▶ Task goal: From the entries that follow, copy exactly the lines beginning at the line holding "pub fn cross(&self, rhs: &Self)" and continuing through the line holding "between both vectors.".
>>>>
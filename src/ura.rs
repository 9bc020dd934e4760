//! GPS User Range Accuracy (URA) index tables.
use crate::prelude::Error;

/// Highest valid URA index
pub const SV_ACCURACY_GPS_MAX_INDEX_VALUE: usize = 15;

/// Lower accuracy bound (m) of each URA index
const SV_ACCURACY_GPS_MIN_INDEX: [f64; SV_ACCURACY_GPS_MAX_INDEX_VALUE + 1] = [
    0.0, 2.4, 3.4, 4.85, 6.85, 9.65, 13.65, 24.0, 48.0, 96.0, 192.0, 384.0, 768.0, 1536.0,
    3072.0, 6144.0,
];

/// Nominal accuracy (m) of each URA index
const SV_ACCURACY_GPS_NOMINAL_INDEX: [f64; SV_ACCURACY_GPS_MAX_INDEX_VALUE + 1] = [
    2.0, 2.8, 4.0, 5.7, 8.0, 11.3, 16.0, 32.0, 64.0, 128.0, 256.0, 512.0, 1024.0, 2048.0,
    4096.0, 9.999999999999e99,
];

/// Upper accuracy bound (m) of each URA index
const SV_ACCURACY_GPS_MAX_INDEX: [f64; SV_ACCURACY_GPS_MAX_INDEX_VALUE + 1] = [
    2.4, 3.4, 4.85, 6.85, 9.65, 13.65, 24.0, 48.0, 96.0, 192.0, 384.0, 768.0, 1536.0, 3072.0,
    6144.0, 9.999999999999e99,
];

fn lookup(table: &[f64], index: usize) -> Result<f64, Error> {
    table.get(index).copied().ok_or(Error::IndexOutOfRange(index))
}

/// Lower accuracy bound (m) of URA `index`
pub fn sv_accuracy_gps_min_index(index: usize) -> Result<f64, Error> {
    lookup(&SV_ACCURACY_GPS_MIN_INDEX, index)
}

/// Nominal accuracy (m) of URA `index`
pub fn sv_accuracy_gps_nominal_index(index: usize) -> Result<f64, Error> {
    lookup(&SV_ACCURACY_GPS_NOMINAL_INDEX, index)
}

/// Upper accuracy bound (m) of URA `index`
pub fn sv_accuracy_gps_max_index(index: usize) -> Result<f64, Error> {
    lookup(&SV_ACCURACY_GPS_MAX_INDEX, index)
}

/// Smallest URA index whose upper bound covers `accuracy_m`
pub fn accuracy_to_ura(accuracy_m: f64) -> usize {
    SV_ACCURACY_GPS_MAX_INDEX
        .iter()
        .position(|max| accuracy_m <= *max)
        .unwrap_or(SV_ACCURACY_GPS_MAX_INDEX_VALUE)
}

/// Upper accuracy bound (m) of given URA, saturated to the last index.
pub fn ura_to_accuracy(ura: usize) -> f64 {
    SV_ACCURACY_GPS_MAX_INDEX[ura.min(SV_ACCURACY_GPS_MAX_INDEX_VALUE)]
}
<<<<
>>>>
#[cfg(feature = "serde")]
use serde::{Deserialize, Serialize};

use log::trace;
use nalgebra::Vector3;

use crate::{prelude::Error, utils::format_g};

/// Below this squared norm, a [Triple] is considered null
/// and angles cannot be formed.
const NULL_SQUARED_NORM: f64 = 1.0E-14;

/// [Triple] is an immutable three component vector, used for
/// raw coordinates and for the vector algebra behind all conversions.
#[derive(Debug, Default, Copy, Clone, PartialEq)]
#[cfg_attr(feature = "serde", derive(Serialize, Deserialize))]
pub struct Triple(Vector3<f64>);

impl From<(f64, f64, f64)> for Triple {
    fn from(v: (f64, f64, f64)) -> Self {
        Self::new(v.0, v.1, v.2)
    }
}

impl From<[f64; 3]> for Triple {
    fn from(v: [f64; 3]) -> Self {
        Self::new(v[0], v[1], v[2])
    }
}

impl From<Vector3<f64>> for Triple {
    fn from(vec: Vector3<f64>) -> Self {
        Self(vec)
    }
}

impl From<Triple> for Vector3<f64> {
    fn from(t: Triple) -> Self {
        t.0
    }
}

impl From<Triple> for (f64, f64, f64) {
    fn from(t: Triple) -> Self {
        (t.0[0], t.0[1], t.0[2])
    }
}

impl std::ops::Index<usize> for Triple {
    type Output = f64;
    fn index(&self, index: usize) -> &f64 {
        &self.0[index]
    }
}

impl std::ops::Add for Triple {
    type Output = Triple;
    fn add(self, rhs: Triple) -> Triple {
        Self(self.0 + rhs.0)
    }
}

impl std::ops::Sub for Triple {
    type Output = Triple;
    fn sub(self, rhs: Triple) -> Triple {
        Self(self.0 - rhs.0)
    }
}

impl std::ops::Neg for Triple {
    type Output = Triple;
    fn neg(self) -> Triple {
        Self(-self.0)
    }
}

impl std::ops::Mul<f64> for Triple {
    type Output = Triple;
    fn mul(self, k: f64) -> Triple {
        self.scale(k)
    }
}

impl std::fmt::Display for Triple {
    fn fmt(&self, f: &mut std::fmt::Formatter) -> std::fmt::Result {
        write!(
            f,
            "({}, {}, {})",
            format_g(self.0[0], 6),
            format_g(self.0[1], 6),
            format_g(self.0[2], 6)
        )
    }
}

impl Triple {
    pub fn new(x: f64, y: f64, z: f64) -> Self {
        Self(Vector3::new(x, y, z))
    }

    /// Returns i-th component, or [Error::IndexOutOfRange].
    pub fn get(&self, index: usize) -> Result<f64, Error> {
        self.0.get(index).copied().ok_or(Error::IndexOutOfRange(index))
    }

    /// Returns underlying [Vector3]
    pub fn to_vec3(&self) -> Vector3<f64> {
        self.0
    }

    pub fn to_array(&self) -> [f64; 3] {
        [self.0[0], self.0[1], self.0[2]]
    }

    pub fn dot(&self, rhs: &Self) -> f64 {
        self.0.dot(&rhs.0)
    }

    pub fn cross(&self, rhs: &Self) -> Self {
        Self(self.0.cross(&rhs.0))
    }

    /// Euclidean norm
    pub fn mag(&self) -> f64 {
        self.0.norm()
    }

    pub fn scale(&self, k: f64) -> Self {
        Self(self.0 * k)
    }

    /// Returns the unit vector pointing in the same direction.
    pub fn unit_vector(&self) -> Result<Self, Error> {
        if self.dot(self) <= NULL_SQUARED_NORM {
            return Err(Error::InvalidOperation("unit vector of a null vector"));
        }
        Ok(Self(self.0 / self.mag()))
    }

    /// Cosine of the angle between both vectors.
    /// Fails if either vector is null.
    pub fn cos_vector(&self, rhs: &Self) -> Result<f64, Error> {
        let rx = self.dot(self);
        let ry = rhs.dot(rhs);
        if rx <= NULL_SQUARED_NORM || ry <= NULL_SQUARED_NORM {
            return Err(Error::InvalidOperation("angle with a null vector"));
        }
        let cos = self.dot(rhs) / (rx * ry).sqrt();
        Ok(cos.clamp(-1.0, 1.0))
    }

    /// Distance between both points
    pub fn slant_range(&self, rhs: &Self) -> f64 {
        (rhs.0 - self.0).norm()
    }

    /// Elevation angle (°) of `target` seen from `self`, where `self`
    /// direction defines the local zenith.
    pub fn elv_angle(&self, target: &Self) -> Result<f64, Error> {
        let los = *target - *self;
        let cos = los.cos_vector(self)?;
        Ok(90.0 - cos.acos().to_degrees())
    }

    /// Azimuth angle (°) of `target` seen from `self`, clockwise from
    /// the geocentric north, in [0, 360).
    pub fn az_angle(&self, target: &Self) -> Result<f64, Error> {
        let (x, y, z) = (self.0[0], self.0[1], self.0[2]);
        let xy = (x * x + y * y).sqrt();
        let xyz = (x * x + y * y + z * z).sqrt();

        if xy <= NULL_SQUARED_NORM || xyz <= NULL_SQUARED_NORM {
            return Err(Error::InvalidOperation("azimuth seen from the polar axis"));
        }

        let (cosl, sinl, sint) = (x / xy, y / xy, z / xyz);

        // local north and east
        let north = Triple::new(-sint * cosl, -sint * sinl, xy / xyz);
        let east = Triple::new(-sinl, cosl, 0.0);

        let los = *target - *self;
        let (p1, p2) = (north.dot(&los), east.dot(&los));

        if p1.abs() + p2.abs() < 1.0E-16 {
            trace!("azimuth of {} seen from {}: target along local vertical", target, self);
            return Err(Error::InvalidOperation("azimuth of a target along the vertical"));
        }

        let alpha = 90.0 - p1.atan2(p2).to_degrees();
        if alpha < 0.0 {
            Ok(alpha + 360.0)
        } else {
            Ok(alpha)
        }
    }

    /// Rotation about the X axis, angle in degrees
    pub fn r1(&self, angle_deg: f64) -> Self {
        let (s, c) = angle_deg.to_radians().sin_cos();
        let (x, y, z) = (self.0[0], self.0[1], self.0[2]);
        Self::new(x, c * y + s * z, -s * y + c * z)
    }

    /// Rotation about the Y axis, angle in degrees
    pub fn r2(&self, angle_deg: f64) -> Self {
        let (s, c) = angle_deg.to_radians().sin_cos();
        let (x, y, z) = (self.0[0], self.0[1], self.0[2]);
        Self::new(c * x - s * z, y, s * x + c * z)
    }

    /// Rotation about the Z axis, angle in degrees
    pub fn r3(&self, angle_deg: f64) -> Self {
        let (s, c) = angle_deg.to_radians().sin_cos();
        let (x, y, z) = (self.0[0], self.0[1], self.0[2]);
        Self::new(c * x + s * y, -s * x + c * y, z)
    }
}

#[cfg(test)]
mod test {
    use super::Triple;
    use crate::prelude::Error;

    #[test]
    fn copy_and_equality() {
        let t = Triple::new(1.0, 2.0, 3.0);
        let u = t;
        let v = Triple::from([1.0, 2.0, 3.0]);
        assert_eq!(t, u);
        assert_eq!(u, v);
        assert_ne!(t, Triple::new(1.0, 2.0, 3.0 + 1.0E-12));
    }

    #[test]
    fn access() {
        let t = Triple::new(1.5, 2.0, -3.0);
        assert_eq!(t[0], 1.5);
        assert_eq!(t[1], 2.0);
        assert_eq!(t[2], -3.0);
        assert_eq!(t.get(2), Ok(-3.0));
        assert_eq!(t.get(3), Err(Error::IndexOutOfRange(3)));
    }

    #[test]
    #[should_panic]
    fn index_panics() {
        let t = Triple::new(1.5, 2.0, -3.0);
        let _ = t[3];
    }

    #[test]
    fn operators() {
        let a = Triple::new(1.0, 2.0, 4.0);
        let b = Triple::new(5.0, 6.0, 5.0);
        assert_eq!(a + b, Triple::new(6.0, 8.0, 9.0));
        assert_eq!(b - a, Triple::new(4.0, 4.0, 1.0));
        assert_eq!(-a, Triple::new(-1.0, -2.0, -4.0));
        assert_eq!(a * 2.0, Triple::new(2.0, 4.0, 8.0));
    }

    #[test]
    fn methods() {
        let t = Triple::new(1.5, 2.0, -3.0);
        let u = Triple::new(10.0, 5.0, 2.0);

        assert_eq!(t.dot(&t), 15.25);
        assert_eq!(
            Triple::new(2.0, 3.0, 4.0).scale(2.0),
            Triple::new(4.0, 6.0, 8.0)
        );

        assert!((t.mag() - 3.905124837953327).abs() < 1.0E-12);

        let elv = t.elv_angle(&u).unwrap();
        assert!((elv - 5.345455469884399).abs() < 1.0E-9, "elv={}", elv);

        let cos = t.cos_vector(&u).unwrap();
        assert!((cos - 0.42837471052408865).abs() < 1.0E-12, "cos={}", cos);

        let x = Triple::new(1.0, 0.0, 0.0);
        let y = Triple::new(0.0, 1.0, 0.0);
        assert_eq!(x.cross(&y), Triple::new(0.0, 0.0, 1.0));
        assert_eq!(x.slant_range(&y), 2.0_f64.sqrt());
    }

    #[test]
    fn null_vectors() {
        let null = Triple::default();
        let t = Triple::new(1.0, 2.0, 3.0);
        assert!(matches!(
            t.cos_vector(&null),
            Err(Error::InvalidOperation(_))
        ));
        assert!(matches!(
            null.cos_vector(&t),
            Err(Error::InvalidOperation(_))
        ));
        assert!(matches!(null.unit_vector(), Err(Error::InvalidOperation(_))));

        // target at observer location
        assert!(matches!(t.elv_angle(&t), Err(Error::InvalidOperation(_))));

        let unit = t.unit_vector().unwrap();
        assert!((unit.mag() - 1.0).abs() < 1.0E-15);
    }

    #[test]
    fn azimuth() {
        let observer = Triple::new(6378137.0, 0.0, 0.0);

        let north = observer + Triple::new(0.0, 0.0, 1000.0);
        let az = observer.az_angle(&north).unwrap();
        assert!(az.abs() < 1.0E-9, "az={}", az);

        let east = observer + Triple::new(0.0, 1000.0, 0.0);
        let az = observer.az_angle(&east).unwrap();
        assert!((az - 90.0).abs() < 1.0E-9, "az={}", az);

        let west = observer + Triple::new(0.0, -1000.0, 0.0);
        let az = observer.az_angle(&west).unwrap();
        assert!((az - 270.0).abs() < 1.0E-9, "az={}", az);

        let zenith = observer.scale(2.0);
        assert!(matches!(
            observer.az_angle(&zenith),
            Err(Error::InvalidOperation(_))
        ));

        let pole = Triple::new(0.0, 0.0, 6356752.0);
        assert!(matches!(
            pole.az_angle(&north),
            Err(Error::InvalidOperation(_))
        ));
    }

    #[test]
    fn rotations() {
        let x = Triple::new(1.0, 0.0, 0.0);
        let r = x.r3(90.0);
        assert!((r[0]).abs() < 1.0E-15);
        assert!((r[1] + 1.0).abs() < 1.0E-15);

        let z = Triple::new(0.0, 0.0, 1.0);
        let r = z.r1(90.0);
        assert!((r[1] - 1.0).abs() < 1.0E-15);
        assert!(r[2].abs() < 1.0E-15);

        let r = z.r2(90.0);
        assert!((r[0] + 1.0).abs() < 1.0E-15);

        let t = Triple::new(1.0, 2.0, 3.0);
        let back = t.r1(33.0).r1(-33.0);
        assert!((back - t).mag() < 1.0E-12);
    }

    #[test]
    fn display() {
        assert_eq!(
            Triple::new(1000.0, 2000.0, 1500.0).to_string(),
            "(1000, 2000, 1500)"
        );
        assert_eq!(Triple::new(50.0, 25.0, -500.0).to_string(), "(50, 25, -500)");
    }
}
<<<<
▶ Completed exercise:
    pub fn cross(&self, rhs: &Self) -> Self {
        Self(self.0.cross(&rhs.0))
    }

    /// Euclidean norm
    pub fn mag(&self) -> f64 {
        self.0.norm()
    }

    pub fn scale(&self, k: f64) -> Self {
        Self(self.0 * k)
    }

    /// Returns the unit vector pointing in the same direction.
    pub fn unit_vector(&self) -> Result<Self, Error> {
        if self.dot(self) <= NULL_SQUARED_NORM {
            return Err(Error::InvalidOperation("unit vector of a null vector"));
        }
        Ok(Self(self.0 / self.mag()))
    }

    /// Cosine of the angle between both vectors.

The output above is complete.